Welcome to Regression Alert, your weekly guide to using regression to predict the future with uncanny accuracy.
Before we get into this week's statistics, let's look back at how previous predictions have fared. Each prediction in this column takes the following form: identify a statistic that is prone to regression, gather all of the players doing best into that statistic into Group A, gather all of the players doing worst in that statistic into Group B, note how much Group A has outperformed Group B to that point, then predict that Group B will outperform Group A going forward.
By and large, I'm not allowed to cherrypick which players I think will regress and which won't. If my process puts Antonio Brown into Group A... well then, Antonio Brown is in Group A. If it puts Isaiah Crowell into Group B, then Isaiah Crowell is in Group B.
(The one exception is for players with atypical roles; short-yardage backs are unlikely to see their ypc increase, change-of-pace backs are unlikely to see their rush attempts increase, etc.)
A key component of this format is accountability. All predictions are trackable and testable. Through immediate feedback, we are able to learn and improve. So here's where things stand at the moment.
In Week 2, I outlined what regression was, what it wasn't, and how it worked.
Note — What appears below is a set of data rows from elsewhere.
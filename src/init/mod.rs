//! # Listener Init Targets
//!
//! A listener becomes live only once every registered init target has
//! signalled readiness. Targets are one-shot: `ready()` is idempotent, and a
//! target abandoned mid-warm-up (its owner dropped) must still signal so the
//! listener cannot hang on a silent control plane.

use std::sync::{Arc, Mutex};
use tokio::sync::watch;
use tracing::debug;

type InitFn = Box<dyn FnOnce() + Send>;

struct InitTargetInner {
    name: String,
    ready_tx: watch::Sender<bool>,
    on_init: Mutex<Option<InitFn>>,
    ready_on_init: bool,
}

/// One-shot readiness token gating listener activation
#[derive(Clone)]
pub struct InitTarget {
    inner: Arc<InitTargetInner>,
}

impl InitTarget {
    /// Create a target whose `on_init` hook runs when the init manager starts
    /// initialization (typically: start the underlying subscription)
    pub fn new<F>(name: impl Into<String>, on_init: F) -> Self
    where
        F: FnOnce() + Send + 'static,
    {
        Self::build(name, on_init, false)
    }

    /// Create a target that signals readiness as soon as its hook has run.
    /// Used to activate a subscription without waiting for a response, when a
    /// default config covers the gap.
    pub fn new_ready_on_init<F>(name: impl Into<String>, on_init: F) -> Self
    where
        F: FnOnce() + Send + 'static,
    {
        Self::build(name, on_init, true)
    }

    fn build<F>(name: impl Into<String>, on_init: F, ready_on_init: bool) -> Self
    where
        F: FnOnce() + Send + 'static,
    {
        let (ready_tx, _) = watch::channel(false);
        Self {
            inner: Arc::new(InitTargetInner {
                name: name.into(),
                ready_tx,
                on_init: Mutex::new(Some(Box::new(on_init))),
                ready_on_init,
            }),
        }
    }

    /// Target name, for warm-up diagnostics
    pub fn name(&self) -> &str {
        &self.inner.name
    }

    /// Run the on-initialize hook. Subsequent calls are no-ops.
    pub fn initialize(&self) {
        let hook = self.inner.on_init.lock().ok().and_then(|mut slot| slot.take());
        if let Some(hook) = hook {
            debug!(target = %self.inner.name, "initializing init target");
            hook();
            if self.inner.ready_on_init {
                self.ready();
            }
        }
    }

    /// Signal readiness. Idempotent.
    pub fn ready(&self) {
        self.inner.ready_tx.send_replace(true);
    }

    /// Whether the target has signalled readiness
    pub fn is_ready(&self) -> bool {
        *self.inner.ready_tx.borrow()
    }

    /// Observe readiness changes
    pub fn subscribe(&self) -> watch::Receiver<bool> {
        self.inner.ready_tx.subscribe()
    }
}

/// Listener-scoped set of init targets
#[derive(Clone, Default)]
pub struct InitManager {
    targets: Arc<Mutex<Vec<InitTarget>>>,
}

impl InitManager {
    pub fn new() -> Self {
        Self::default()
    }

    /// Register a target. Targets added after `initialize()` are initialized
    /// by the next `initialize()` call.
    pub fn add(&self, target: InitTarget) {
        if let Ok(mut targets) = self.targets.lock() {
            targets.push(target);
        }
    }

    /// Run every target's on-initialize hook
    pub fn initialize(&self) {
        let snapshot: Vec<InitTarget> = match self.targets.lock() {
            Ok(targets) => targets.clone(),
            Err(_) => return,
        };
        for target in snapshot {
            target.initialize();
        }
    }

    /// Whether every registered target is ready
    pub fn all_ready(&self) -> bool {
        match self.targets.lock() {
            Ok(targets) => targets.iter().all(InitTarget::is_ready),
            Err(_) => false,
        }
    }

    /// Names of targets still blocking readiness
    pub fn pending_targets(&self) -> Vec<String> {
        match self.targets.lock() {
            Ok(targets) => targets
                .iter()
                .filter(|target| !target.is_ready())
                .map(|target| target.name().to_string())
                .collect(),
            Err(_) => Vec::new(),
        }
    }

    /// Number of registered targets
    pub fn target_count(&self) -> usize {
        self.targets.lock().map(|targets| targets.len()).unwrap_or(0)
    }
}

#[cfg(test)]
mod tests {
    use super::*;
    use std::sync::atomic::{AtomicU32, Ordering};

    #[test]
    fn ready_is_idempotent() {
        let target = InitTarget::new("test", || {});
        assert!(!target.is_ready());

        target.ready();
        target.ready();
        assert!(target.is_ready());
    }

    #[test]
    fn initialize_runs_hook_once() {
        let calls = Arc::new(AtomicU32::new(0));
        let hook_calls = calls.clone();
        let target = InitTarget::new("test", move || {
            hook_calls.fetch_add(1, Ordering::SeqCst);
        });

        target.initialize();
        target.initialize();
        assert_eq!(calls.load(Ordering::SeqCst), 1);
    }

    #[test]
    fn manager_tracks_pending_targets() {
        let manager = InitManager::new();
        let first = InitTarget::new("first", || {});
        let second = InitTarget::new("second", || {});
        manager.add(first.clone());
        manager.add(second.clone());

        manager.initialize();
        assert!(!manager.all_ready());
        assert_eq!(manager.pending_targets(), vec!["first", "second"]);

        first.ready();
        assert_eq!(manager.pending_targets(), vec!["second"]);

        second.ready();
        assert!(manager.all_ready());
    }

    #[test]
    fn readiness_is_observable() {
        let target = InitTarget::new("test", || {});
        let mut rx = target.subscribe();
        assert!(!*rx.borrow_and_update());

        target.ready();
        assert!(rx.has_changed().unwrap_or(false));
        assert!(*rx.borrow_and_update());
    }
}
No prediction was made.
In Week 3, I listed running backs with exceptionally high and low yards per carry averages and predicted that the low-ypc cohort would outperform the high-ypc cohort over the next four weeks.
In Week 4, I looked at receivers who were overperforming and underperforming in yards per target and predicted that the underperformers would outperform the overperformers over the next four weeks.
In Week 5, I compared the predictive accuracy of in-season results to the predictive accuracy of preseason ADP. Outside of a general prediction that players would tend to regress in the direction of their preseason ADP, no specific prediction was made.